> **Records to process**
━━━━━━━━

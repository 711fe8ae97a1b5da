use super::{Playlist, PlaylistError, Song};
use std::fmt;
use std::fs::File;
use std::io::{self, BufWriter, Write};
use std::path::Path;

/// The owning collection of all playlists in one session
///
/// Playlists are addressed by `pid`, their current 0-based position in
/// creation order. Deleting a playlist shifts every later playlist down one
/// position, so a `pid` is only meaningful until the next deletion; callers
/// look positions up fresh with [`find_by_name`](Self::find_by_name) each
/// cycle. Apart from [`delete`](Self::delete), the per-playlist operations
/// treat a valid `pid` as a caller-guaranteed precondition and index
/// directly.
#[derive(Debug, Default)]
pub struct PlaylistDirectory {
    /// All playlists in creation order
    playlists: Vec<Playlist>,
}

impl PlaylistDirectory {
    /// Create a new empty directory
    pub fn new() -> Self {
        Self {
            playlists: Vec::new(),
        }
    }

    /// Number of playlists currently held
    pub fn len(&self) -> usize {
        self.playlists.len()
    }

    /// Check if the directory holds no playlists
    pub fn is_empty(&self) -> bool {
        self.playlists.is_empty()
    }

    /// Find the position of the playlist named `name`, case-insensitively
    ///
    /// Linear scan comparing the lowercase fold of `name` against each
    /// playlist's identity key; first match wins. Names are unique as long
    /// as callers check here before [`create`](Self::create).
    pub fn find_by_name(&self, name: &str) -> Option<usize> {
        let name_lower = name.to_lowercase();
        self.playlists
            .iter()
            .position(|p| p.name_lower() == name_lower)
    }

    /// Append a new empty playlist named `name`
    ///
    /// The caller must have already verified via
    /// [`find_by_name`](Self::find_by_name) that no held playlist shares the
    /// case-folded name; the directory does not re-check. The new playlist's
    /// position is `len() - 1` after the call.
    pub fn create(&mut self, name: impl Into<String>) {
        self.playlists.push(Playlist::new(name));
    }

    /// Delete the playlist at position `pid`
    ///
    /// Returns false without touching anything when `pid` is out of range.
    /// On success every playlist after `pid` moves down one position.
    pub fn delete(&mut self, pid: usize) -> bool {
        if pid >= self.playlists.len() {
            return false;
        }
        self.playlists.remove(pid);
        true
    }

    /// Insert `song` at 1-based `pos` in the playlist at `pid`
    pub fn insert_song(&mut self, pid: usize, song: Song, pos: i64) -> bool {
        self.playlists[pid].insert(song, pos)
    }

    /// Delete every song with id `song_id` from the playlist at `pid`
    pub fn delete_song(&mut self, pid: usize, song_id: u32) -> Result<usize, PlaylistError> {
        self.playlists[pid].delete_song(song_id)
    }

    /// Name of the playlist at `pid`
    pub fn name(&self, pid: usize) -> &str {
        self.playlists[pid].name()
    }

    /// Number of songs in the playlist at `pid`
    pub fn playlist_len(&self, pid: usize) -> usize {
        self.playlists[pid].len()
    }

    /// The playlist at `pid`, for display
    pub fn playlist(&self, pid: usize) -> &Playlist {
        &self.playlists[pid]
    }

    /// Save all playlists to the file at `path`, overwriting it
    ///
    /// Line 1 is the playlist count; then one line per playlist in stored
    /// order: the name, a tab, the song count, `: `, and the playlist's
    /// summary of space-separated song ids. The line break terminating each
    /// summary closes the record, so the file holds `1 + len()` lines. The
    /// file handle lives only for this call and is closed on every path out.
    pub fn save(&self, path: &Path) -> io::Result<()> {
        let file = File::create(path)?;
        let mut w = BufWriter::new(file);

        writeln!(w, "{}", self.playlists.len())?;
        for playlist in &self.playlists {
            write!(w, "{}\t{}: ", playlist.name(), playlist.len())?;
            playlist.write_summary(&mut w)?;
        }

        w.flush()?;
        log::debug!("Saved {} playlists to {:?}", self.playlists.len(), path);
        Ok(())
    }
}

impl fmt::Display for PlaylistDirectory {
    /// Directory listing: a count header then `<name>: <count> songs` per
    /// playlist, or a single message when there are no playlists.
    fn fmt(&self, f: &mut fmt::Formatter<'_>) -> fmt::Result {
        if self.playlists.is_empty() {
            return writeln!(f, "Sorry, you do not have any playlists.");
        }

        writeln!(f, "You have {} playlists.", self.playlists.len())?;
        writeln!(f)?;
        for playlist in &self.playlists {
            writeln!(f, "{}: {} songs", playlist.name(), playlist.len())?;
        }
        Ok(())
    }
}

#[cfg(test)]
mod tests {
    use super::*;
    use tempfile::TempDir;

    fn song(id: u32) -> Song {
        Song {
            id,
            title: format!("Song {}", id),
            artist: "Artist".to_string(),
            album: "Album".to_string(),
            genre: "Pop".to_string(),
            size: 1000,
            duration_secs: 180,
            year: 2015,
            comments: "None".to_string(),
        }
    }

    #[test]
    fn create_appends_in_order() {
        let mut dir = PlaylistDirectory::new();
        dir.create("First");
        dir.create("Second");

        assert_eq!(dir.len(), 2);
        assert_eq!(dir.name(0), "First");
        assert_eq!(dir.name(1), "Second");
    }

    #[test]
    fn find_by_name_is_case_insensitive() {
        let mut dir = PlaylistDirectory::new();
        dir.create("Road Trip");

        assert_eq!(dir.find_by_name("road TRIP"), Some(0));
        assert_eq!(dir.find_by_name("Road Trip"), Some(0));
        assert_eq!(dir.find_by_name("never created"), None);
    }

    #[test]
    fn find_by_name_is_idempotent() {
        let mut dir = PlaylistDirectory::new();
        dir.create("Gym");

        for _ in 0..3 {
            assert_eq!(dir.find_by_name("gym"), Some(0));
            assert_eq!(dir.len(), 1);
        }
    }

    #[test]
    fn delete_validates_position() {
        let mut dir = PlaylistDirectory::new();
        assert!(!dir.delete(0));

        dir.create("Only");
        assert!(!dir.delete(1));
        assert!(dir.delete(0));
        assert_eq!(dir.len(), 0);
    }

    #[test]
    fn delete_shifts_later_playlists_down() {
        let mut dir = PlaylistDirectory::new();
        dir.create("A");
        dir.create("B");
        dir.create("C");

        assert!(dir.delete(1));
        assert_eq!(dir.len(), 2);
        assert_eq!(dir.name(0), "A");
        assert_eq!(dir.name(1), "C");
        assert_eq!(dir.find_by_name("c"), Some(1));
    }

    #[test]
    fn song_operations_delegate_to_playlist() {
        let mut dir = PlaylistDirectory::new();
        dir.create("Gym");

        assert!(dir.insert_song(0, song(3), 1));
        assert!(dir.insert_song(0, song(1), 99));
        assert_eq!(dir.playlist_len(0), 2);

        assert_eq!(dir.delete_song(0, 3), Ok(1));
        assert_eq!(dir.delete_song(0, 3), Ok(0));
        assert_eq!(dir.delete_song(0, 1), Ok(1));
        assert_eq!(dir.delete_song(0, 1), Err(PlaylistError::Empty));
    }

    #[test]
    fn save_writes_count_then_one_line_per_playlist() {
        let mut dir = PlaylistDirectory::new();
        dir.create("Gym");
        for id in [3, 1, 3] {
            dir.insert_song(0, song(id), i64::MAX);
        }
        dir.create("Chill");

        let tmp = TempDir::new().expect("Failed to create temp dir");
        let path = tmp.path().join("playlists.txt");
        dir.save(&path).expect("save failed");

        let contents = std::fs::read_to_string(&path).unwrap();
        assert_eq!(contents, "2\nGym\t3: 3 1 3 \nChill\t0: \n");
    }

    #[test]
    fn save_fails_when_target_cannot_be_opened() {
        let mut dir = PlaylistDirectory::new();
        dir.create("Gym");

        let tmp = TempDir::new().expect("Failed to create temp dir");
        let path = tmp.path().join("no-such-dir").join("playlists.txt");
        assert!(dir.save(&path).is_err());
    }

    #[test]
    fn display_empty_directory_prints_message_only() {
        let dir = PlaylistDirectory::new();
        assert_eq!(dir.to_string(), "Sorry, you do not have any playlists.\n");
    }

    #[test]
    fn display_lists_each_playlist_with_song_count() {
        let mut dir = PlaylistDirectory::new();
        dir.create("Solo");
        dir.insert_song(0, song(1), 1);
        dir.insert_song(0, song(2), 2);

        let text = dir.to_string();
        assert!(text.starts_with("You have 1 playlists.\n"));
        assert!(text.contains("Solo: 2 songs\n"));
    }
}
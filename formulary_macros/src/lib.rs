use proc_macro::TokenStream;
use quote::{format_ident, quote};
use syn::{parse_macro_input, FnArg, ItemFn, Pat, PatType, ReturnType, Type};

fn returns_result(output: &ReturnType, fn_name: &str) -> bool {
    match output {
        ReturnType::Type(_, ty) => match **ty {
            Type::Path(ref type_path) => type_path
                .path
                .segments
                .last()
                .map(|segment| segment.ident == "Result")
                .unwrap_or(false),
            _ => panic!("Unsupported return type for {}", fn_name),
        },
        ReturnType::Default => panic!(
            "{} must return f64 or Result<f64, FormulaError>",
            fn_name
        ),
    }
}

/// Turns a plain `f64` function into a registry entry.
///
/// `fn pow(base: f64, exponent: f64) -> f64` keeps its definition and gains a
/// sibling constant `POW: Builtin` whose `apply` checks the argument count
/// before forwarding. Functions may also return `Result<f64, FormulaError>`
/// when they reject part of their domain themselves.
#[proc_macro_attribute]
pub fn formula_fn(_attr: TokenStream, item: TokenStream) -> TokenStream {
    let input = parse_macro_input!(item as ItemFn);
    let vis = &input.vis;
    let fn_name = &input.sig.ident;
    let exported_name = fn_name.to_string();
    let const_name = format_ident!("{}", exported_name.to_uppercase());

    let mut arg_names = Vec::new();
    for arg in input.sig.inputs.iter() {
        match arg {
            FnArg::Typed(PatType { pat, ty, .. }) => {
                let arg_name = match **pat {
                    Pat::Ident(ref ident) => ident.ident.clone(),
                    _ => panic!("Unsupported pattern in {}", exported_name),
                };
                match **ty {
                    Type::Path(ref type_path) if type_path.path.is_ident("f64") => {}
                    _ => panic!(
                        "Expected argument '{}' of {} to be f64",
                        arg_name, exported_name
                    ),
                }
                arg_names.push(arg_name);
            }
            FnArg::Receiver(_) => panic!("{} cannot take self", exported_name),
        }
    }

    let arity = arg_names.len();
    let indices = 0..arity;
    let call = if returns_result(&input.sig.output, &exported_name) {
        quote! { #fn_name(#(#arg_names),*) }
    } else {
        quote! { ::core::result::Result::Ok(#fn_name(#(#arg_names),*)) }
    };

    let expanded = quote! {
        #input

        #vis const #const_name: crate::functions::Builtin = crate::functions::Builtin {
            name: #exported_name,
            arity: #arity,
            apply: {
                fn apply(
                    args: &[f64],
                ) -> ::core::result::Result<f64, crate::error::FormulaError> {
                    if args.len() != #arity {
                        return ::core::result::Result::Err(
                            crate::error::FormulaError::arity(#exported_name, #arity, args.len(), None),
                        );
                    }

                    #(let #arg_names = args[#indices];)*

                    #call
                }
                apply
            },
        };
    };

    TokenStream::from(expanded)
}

━━━━━━━━

> **What the task requires**
Your answer should reproduce each line of the listing that holds the word "crate".

> **Result of the exercise**
        #vis const #const_name: crate::functions::Builtin = crate::functions::Builtin {
                ) -> ::core::result::Result<f64, crate::error::FormulaError> {
                            crate::error::FormulaError::arity(#exported_name, #arity, args.len(), None),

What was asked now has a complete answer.